Sigmoid volvulus is a rare diagnosis in the pediatric population, with only 63 reported cases in patients under 18 years of age from 1940 to 2000. The median age of diagnosis in a previous review was found to be 7 years old, with a strong male predominance of 3.5:1. (J Am Coll Surg 2000;190:717.) The etiology of pediatric sigmoid volvulus differs from that seen in the adult population. It is most commonly caused by constipation in adults, and has also been associated with a high-fiber diet in developing countries. It is believed to be caused by a redundancy of the sigmoid colon, a long mesentery with a narrow base, or a lack of fixation of the mesentery to a portion of the colon in children. Children with Hirschsprung's disease are also at risk. (J Pediatr Surg 2004;39:1434.)
Sigmoid volvulus most commonly presents with the symptoms of abdominal pain, bloating, and vomiting. Less common signs and symptoms include abdominal tenderness, diarrhea, nausea, and fever. (J Am Coll Surg 2000;190:717.) A plain film will most commonly show dilated loops of colon, and may demonstrate the coffee bean sign, referring to the two distended sigmoid compartments with the central double walls of the colon. Plain films can make a diagnosis in 35–60 percent of cases.

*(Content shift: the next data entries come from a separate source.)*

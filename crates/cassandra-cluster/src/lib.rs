//! Reconciliation core for CassandraCluster resources
//!
//! This crate provides the Kubernetes controller for CassandraCluster CRDs:
//! the change guard run against the last applied spec, the per-rack loop
//! that changes one rack at a time, and the status roll-up.
//!
//! Related crates:
//! - `cassandra-common`: CRD types, errors, telemetry
//! - `cassandra-operator`: the operator binary

pub mod actions;
pub mod changelog;
pub mod controller;
pub mod guard;
pub mod jolokia;
pub mod pod_operations;
pub mod racks;
pub mod resources;
pub mod scale_down;
pub mod seeds;
pub mod status;
pub mod teardown;
pub mod topology;

#[cfg(test)]
pub(crate) mod fixtures;

// Re-export controller types
pub use controller::{
    error_policy, reconcile, Context, ContextBuilder, KubeClient, KubeClientImpl,
};

pub use actions::{RackActions, StatefulSetActions};
pub use guard::Verdict;
pub use jolokia::{JolokiaClient, LiveQueryClient};
pub use pod_operations::{DecommissionOperations, NoopPodOperations, PodOperations};
pub use racks::RackPass;

// Re-export common error types
pub use cassandra_common::{Error, Result};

A CT is the preferred modality for diagnosis in the emergency department, nearing 100 percent accuracy, and can exclude other causes of abdominal pain. (J Emerg Med 2013;44:611.)
Managing sigmoid volvulus in children is controversial because of its rarity. Fluid resuscitation and antibiotics should be given because of its association with bowel ischemia, gangrene, and perforation. Early consultation to surgery and gastroenterology is recommended. Nonoperative management should be considered first. Barium enema can be diagnostic and therapeutic, and was successful in reducing the volvulus in 77 percent of patients in a previous study. (J Am Coll Surg 2000;190:717.)
A flexible sigmoidoscopy is also an option, with a success rate of 78 percent, but it has a 2.4 percent risk of traumatic perforation. Nonoperative treatment has a high recurrence rate of 35 percent in children and up to 70 percent in adults. Definitive treatment is sigmoidectomy, and should be considered in most patients to prevent recurrence. (World J Surg 2010;34:1923.)
Sigmoid volvulus, though rare in children, should be considered in any patient presenting with symptoms of bowel obstruction. Early diagnosis and decompression is vital to prevent complications such as bowel ischemia, gangrene, or perforation.